Escuto: - Luz!, após longa tarde de chuva.
- Luz , o Sol da noite! Alguém mais vê? Éle, Ú, Á!
Hêêêee!...
Amélia, a pacieente do hospital psiquiátrico, da qual dizem não
falar "coisa com coisa". Ha,ha!!! Se prestassem um pouco mais de atenção,
notariam que, na verdade, ela diz coisas geniais, entende tudo, porém
não é entendida. Nem faz questão!
Diz coisas propositalmente (ou não) de modo ininteligível pela
linguagem comum do cotidiano. Adoro escutá-la! Usa uma linguagem poética,
troca a ordem das frases, fala sobre cosmos, energia, estrelas, brinca com trocadilhos
como injeção, logo associando com encheção e dá
risada, principalmente quando demonstro ter entendido e rio junto.

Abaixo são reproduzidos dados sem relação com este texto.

//! Pool of read connections (round-robin, never blocked by the writer
//! thanks to WAL).

use std::path::Path;
use std::sync::atomic::{AtomicUsize, Ordering};
use std::sync::Mutex;

use rusqlite::Connection;

use vintage_core::errors::StoreError;
use vintage_core::{VintageError, VintageResult};

use super::pragmas::apply_read_pragmas;
use crate::to_store_err;

/// Maximum number of read connections.
const MAX_POOL_SIZE: usize = 8;

/// A pool of read-only SQLite connections.
pub struct ReadPool {
    connections: Vec<Mutex<Connection>>,
    next: AtomicUsize,
}

impl ReadPool {
    pub fn open(path: &Path, pool_size: usize) -> VintageResult<Self> {
        let size = pool_size.clamp(1, MAX_POOL_SIZE);
        let mut connections = Vec::with_capacity(size);
        for _ in 0..size {
            let conn = Connection::open_with_flags(
                path,
                rusqlite::OpenFlags::SQLITE_OPEN_READ_ONLY
                    | rusqlite::OpenFlags::SQLITE_OPEN_NO_MUTEX,
            )
            .map_err(|e| to_store_err(e.to_string()))?;
            apply_read_pragmas(&conn)?;
            connections.push(Mutex::new(conn));
        }
        Ok(Self { connections, next: AtomicUsize::new(0) })
    }

    /// Execute a closure with a read connection from the pool (round-robin).
    pub fn with_conn<F, T>(&self, f: F) -> VintageResult<T>
    where
        F: FnOnce(&Connection) -> VintageResult<T>,
    {
        let idx = self.next.fetch_add(1, Ordering::Relaxed) % self.connections.len();
        let guard = self.connections[idx].lock().map_err(|e| {
            VintageError::Store(StoreError::LockPoisoned { message: e.to_string() })
        })?;
        f(&guard)
    }

    pub fn size(&self) -> usize {
        self.connections.len()
    }
}
use std::fmt;

use serde::{Deserialize, Serialize};

/// Fund metric tracked by the simulation engine.
#[derive(Debug, Clone, Copy, PartialEq, Eq, Hash, Serialize, Deserialize)]
#[serde(rename_all = "snake_case")]
pub enum MetricType {
    Irr,
    Multiple,
    Dpi,
    Tvpi,
    TotalValue,
}

impl MetricType {
    /// All tracked metrics, in reporting order.
    pub const ALL: [MetricType; 5] = [
        MetricType::Irr,
        MetricType::Multiple,
        MetricType::Dpi,
        MetricType::Tvpi,
        MetricType::TotalValue,
    ];

    /// Whether this metric can never be negative. IRR is the only metric
    /// that legitimately goes below zero.
    pub fn is_non_negative(self) -> bool {
        !matches!(self, MetricType::Irr)
    }
}

impl fmt::Display for MetricType {
    fn fmt(&self, f: &mut fmt::Formatter<'_>) -> fmt::Result {
        let name = match self {
            MetricType::Irr => "irr",
            MetricType::Multiple => "multiple",
            MetricType::Dpi => "dpi",
            MetricType::Tvpi => "tvpi",
            MetricType::TotalValue => "total_value",
        };
        f.write_str(name)
    }
}

/// The five reported percentile points.
#[derive(Debug, Clone, Copy, PartialEq, Serialize, Deserialize)]
pub struct Percentiles {
    pub p5: f64,
    pub p25: f64,
    pub p50: f64,
    pub p75: f64,
    pub p95: f64,
}

impl Percentiles {
    /// A degenerate point-mass distribution (expectation mode).
    pub fn point(value: f64) -> Self {
        Self { p5: value, p25: value, p50: value, p75: value, p95: value }
    }

    /// Percentile points as (label, value) pairs in ascending order.
    pub fn points(&self) -> [(&'static str, f64); 5] {
        [
            ("p5", self.p5),
            ("p25", self.p25),
            ("p50", self.p50),
            ("p75", self.p75),
            ("p95", self.p95),
        ]
    }
}

/// Summary statistics over trial outcomes.
#[derive(Debug, Clone, Copy, PartialEq, Serialize, Deserialize)]
pub struct SummaryStatistics {
    pub mean: f64,
    pub std_dev: f64,
    pub min: f64,
    pub max: f64,
}

/// Percentile distribution over one fund metric.
#[derive(Debug, Clone, PartialEq, Serialize, Deserialize)]
pub struct MetricDistribution {
    pub metric: MetricType,
    pub percentiles: Percentiles,
    pub statistics: SummaryStatistics,
}

#[cfg(test)]
mod tests {
    use super::*;

    #[test]
    fn irr_is_the_only_signed_metric() {
        assert!(!MetricType::Irr.is_non_negative());
        assert!(MetricType::Multiple.is_non_negative());
        assert!(MetricType::Dpi.is_non_negative());
        assert!(MetricType::Tvpi.is_non_negative());
        assert!(MetricType::TotalValue.is_non_negative());
    }

    #[test]
    fn point_mass_percentiles_are_equal() {
        let p = Percentiles::point(1.5);
        assert!(p.points().iter().all(|(_, v)| *v == 1.5));
    }

    #[test]
    fn metric_type_serde_uses_snake_case() {
        let json = serde_json::to_string(&MetricType::TotalValue).unwrap();
        assert_eq!(json, "\"total_value\"");
    }
}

Está sempre sorrindo, uma lucidez velada por trejeitos seus. Fazem fofocas
maldosas sobre essa paciente em sua frente, ela escuta e pensam que não
está captando nada do que dizem. Apenas sorri, ciente disso tudo também.

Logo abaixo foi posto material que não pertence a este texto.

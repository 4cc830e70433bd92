use chrono::NaiveDate;
use serde::{Deserialize, Serialize};

use crate::errors::EngineError;
use crate::models::MarketParameters;

/// Simulation mode.
#[derive(Debug, Clone, Copy, PartialEq, Eq, Serialize, Deserialize)]
#[serde(rename_all = "lowercase")]
pub enum SimulationMode {
    /// Deterministic probability-weighted branch sum. No RNG.
    Expectation,
    /// Per-trial stochastic simulation.
    Stochastic,
}

/// The modeled fund's deployment shape.
#[derive(Debug, Clone, PartialEq, Serialize, Deserialize)]
pub struct PortfolioShape {
    pub company_count: u32,
    /// Initial check size per company.
    pub initial_check: f64,
    /// Follow-on check size written at graduations.
    pub follow_on_check: f64,
}

/// Full configuration for a simulation run. Immutable once a run starts.
#[derive(Debug, Clone, PartialEq, Serialize, Deserialize)]
pub struct SimulationConfig {
    pub fund_id: String,
    pub num_trials: u32,
    pub time_horizon_years: u32,
    /// Explicit seed for reproducible stochastic runs. `None` draws a seed
    /// from entropy; the drawn seed is reported in run metadata.
    pub random_seed: Option<u64>,
    pub mode: SimulationMode,
    /// Fund inception date: trial cash flows are dated relative to this.
    pub inception: NaiveDate,
    pub portfolio: PortfolioShape,
    pub market: MarketParameters,
}

impl SimulationConfig {
    /// Fail-fast validation; a malformed config never starts a partial run.
    pub fn validate(&self) -> Result<(), EngineError> {
        let reject = |reason: String| Err(EngineError::InvalidConfig { reason });

        if self.fund_id.is_empty() {
            return reject("fund_id must not be empty".to_string());
        }
        if self.mode == SimulationMode::Stochastic && self.num_trials == 0 {
            return reject("num_trials must be positive for stochastic runs".to_string());
        }
        if self.time_horizon_years == 0 {
            return reject("time_horizon_years must be positive".to_string());
        }
        if self.portfolio.company_count == 0 {
            return reject("portfolio.company_count must be positive".to_string());
        }
        if !(self.portfolio.initial_check > 0.0) {
            return reject(format!(
                "portfolio.initial_check must be positive, got {}",
                self.portfolio.initial_check
            ));
        }
        if self.portfolio.follow_on_check < 0.0 {
            return reject(format!(
                "portfolio.follow_on_check must be non-negative, got {}",
                self.portfolio.follow_on_check
            ));
        }
        self.market.validate()
    }
}
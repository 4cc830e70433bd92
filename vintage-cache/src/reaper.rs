//! Stale-claim reaper: reverts `processing` rows whose worker went dark.

use std::sync::Arc;

use chrono::Duration;
use tracing::{info, warn};

use vintage_core::constants::STALE_CLAIM_WINDOW_SECS;
use vintage_core::traits::IMatrixStore;
use vintage_core::VintageResult;

/// Periodically invoked (by the surrounding worker runtime) to reclaim
/// claims whose generator died. The store's conditional update guarantees
/// two racing reapers cannot both reclaim a row.
pub struct StaleClaimReaper {
    durable: Arc<dyn IMatrixStore>,
    window: Duration,
}

impl StaleClaimReaper {
    pub fn new(durable: Arc<dyn IMatrixStore>) -> Self {
        Self {
            durable,
            window: Duration::seconds(STALE_CLAIM_WINDOW_SECS),
        }
    }

    /// Override the staleness window (tests use tiny windows).
    pub fn with_window(mut self, window: Duration) -> Self {
        self.window = window;
        self
    }

    /// Run one reap pass. Returns the reclaimed keys.
    pub fn run(&self) -> VintageResult<Vec<String>> {
        let keys = self.durable.reap_stale(self.window)?;
        if keys.is_empty() {
            info!("reaper pass found no stale claims");
        } else {
            warn!(count = keys.len(), keys = ?keys, "reaper reclaimed stale claims");
        }
        Ok(keys)
    }
}
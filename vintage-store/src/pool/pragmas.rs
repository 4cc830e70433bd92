//! PRAGMA configuration applied to every SQLite connection.
//!
//! WAL mode, NORMAL sync, 5s busy_timeout, foreign_keys ON.

use rusqlite::Connection;

use vintage_core::VintageResult;

use crate::to_store_err;

/// Apply performance and safety pragmas to a write connection.
pub fn apply_pragmas(conn: &Connection) -> VintageResult<()> {
    conn.execute_batch(
        "
        PRAGMA journal_mode = WAL;
        PRAGMA synchronous = NORMAL;
        PRAGMA busy_timeout = 5000;
        PRAGMA foreign_keys = ON;
        ",
    )
    .map_err(|e| to_store_err(e.to_string()))?;
    Ok(())
}

/// Pragmas for read connections.
pub fn apply_read_pragmas(conn: &Connection) -> VintageResult<()> {
    conn.execute_batch(
        "
        PRAGMA busy_timeout = 5000;
        PRAGMA foreign_keys = ON;
        ",
    )
    .map_err(|e| to_store_err(e.to_string()))?;
    Ok(())
}

/// Verify that WAL mode is active on a connection.
pub fn verify_wal_mode(conn: &Connection) -> VintageResult<bool> {
    let mode: String = conn
        .pragma_query_value(None, "journal_mode", |row| row.get(0))
        .map_err(|e| to_store_err(e.to_string()))?;
    Ok(mode.eq_ignore_ascii_case("wal"))
}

E sabe que eu sei. Rimos juntas. Afinal, quem são as tolas? Ela? Eu?
Para que ser compreendida por quem não consegue sair um palmo sequer
da superfície mundana?
Das pacientes, é a que mais me entende e vice-versa. Escondo melhor minha
loucura e divagações. Amélia simplesmente não se
importa, age como um pássaro contente com a liberdade de ser como é.
Contudo deve sentir muita solidão.
Escolheu pagar um preço alto de ser como é, sem auto-censuras
e podas de frescuras fúteis. Eu já não tenho tanta coragem
e ainda não cheguei à conclusão de vale ou não a
pena. Acho a solidão muito dolorosa prum risco desse tamanho.
O que ninguém imagina é que Amélia é de longe muito
mais interessante, inteligente, sensível e criativa que todas as outras
pacientes somadas. Há algo de genial dentro dela. Triste que não
possa ser valorizado justamente nesta cultura da imbecilidade.
Nem parece desejar algo assim. Somente não abre mão da liberdade
interior de ser o que é e ama seu ser, ao contrário de todas as
demais, incluindo-me.
Seria um espírito mais evoluído? Ou só mais uma louca como
eu num hospital pra doentes mentais?